> _Assigned task_
After locating the line that contains "actions for commands" in the records below, write out exactly that line and each line after it through the one that contains "pub struct ActionSynchronizer", and nothing else.

> _Records to use_
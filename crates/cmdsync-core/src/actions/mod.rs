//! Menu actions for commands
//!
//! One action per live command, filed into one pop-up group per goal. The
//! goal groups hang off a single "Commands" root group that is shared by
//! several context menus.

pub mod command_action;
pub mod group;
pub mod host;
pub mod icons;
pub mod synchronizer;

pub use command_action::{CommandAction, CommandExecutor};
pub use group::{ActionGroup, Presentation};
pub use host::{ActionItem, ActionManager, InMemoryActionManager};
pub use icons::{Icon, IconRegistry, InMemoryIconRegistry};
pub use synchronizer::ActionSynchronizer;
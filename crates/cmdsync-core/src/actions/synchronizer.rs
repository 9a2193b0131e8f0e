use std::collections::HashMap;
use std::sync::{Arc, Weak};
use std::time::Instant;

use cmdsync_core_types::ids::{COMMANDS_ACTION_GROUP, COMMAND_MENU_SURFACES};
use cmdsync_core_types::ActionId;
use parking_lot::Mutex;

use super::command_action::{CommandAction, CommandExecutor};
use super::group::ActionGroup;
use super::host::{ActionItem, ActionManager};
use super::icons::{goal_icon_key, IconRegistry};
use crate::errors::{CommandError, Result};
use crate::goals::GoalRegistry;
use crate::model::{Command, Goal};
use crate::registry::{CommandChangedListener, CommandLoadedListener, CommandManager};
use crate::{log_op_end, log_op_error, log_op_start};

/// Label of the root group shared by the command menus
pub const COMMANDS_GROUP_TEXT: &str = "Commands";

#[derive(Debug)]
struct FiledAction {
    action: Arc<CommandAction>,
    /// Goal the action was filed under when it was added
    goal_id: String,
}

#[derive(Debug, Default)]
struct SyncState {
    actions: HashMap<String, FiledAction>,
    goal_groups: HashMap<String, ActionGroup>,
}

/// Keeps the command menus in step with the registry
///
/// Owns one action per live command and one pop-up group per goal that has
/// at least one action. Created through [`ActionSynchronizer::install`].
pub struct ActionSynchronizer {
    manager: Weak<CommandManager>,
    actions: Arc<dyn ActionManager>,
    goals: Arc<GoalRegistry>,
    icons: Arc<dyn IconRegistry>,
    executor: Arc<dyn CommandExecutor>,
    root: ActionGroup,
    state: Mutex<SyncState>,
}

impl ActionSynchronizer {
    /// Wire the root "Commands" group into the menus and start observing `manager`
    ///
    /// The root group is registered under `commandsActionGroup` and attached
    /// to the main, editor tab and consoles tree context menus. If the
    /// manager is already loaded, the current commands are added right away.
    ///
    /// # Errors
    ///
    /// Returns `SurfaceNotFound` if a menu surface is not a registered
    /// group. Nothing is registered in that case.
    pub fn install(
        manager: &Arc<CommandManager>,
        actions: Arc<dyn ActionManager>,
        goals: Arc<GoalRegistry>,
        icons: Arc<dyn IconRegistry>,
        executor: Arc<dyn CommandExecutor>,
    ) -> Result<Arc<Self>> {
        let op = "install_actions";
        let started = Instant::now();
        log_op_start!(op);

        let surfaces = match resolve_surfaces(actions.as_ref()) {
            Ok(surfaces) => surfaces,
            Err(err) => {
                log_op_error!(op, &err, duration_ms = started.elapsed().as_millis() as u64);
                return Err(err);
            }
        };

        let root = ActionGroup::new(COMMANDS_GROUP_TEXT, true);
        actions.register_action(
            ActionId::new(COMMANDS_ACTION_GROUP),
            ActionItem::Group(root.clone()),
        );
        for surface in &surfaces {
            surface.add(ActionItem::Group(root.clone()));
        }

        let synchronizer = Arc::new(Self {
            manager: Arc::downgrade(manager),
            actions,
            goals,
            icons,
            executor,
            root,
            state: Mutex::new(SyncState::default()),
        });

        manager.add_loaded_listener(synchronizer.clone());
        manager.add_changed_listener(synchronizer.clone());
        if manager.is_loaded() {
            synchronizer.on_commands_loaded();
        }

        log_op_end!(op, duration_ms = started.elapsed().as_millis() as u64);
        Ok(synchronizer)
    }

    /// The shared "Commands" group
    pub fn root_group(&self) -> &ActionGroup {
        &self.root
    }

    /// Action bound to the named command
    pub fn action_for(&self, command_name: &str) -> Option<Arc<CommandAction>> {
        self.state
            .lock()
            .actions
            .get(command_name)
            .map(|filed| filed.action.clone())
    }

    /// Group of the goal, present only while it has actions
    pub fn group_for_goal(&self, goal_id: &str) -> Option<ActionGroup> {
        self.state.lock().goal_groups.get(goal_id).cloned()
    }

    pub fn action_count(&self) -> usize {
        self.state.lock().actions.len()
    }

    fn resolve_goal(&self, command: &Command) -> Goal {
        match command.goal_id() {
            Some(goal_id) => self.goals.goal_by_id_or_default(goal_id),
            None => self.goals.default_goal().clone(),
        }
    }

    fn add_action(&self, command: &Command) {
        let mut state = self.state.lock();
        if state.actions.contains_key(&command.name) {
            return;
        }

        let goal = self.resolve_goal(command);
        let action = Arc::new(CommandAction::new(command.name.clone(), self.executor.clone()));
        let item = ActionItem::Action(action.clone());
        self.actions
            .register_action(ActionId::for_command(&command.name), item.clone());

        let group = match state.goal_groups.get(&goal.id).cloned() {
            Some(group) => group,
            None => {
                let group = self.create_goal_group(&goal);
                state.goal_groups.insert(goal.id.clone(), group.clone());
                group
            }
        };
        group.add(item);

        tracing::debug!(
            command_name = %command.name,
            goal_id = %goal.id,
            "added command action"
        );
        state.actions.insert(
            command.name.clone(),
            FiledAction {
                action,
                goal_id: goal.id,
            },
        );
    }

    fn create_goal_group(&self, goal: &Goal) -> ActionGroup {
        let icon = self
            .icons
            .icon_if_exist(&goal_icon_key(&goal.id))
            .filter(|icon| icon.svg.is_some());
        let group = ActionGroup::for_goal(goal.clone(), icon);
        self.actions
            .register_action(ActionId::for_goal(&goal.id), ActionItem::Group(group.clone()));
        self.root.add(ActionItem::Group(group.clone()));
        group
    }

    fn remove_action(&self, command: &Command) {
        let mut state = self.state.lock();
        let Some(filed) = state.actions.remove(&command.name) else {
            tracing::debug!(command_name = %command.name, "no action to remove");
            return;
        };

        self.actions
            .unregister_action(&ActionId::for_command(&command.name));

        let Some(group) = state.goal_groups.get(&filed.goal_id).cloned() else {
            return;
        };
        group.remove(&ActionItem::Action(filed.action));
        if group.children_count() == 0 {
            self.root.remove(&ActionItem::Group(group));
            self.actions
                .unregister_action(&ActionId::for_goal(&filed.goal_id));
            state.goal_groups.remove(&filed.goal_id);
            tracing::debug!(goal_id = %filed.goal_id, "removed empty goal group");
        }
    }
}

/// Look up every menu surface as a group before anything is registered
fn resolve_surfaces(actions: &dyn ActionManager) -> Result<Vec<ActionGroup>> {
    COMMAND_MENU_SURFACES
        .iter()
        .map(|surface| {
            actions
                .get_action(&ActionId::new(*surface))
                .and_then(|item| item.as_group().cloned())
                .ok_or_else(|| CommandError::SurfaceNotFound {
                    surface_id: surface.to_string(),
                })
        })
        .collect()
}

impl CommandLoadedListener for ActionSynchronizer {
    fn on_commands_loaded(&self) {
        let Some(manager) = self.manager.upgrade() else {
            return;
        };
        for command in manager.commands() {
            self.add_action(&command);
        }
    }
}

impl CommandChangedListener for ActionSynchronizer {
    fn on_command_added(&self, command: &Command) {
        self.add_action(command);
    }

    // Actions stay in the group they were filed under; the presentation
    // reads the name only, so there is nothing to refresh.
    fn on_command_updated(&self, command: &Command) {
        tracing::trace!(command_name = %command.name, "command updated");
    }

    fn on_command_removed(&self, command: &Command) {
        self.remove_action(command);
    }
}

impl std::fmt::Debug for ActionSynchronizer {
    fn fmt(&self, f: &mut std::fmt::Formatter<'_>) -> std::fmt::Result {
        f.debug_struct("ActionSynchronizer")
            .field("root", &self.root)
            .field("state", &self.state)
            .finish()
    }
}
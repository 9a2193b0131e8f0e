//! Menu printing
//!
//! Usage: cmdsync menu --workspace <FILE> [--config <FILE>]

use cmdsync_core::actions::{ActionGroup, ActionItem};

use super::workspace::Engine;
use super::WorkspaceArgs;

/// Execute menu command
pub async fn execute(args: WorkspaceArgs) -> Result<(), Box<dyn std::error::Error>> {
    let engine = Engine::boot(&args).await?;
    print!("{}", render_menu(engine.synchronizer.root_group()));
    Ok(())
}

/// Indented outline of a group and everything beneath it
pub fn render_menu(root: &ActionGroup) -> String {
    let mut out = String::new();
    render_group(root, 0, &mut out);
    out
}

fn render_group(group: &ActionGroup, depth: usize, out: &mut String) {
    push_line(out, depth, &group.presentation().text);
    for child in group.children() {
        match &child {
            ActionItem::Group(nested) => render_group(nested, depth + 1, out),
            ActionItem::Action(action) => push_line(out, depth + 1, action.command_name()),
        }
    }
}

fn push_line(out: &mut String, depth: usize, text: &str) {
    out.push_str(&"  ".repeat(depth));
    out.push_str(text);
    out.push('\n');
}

> _Reply_
//! Menu actions for commands
//!
//! One action per live command, filed into one pop-up group per goal. The
//! goal groups hang off a single "Commands" root group that is shared by
//! several context menus.

pub mod command_action;
pub mod group;
pub mod host;
pub mod icons;
pub mod synchronizer;

pub use command_action::{CommandAction, CommandExecutor};
pub use group::{ActionGroup, Presentation};
pub use host::{ActionItem, ActionManager, InMemoryActionManager};
pub use icons::{Icon, IconRegistry, InMemoryIconRegistry};
pub use synchronizer::ActionSynchronizer;
filename crates/cmdsync-core/src/actions/synchronizer.rs
repository 9a2193b0131e8f0e
use std::collections::HashMap;
use std::sync::{Arc, Weak};
use std::time::Instant;

use cmdsync_core_types::ids::{COMMANDS_ACTION_GROUP, COMMAND_MENU_SURFACES};
use cmdsync_core_types::ActionId;
use parking_lot::Mutex;

use super::command_action::{CommandAction, CommandExecutor};
use super::group::ActionGroup;
use super::host::{ActionItem, ActionManager};
use super::icons::{goal_icon_key, IconRegistry};
use crate::errors::{CommandError, Result};
use crate::goals::GoalRegistry;
use crate::model::{Command, Goal};
use crate::registry::{CommandChangedListener, CommandLoadedListener, CommandManager};
use crate::{log_op_end, log_op_error, log_op_start};

/// Label of the root group shared by the command menus
pub const COMMANDS_GROUP_TEXT: &str = "Commands";

#[derive(Debug)]
struct FiledAction {
    action: Arc<CommandAction>,
    /// Goal the action was filed under when it was added
    goal_id: String,
}

#[derive(Debug, Default)]
struct SyncState {
    actions: HashMap<String, FiledAction>,
    goal_groups: HashMap<String, ActionGroup>,
}

/// Keeps the command menus in step with the registry
///
/// Owns one action per live command and one pop-up group per goal that has
/// at least one action. Created through [`ActionSynchronizer::install`].
pub struct ActionSynchronizer {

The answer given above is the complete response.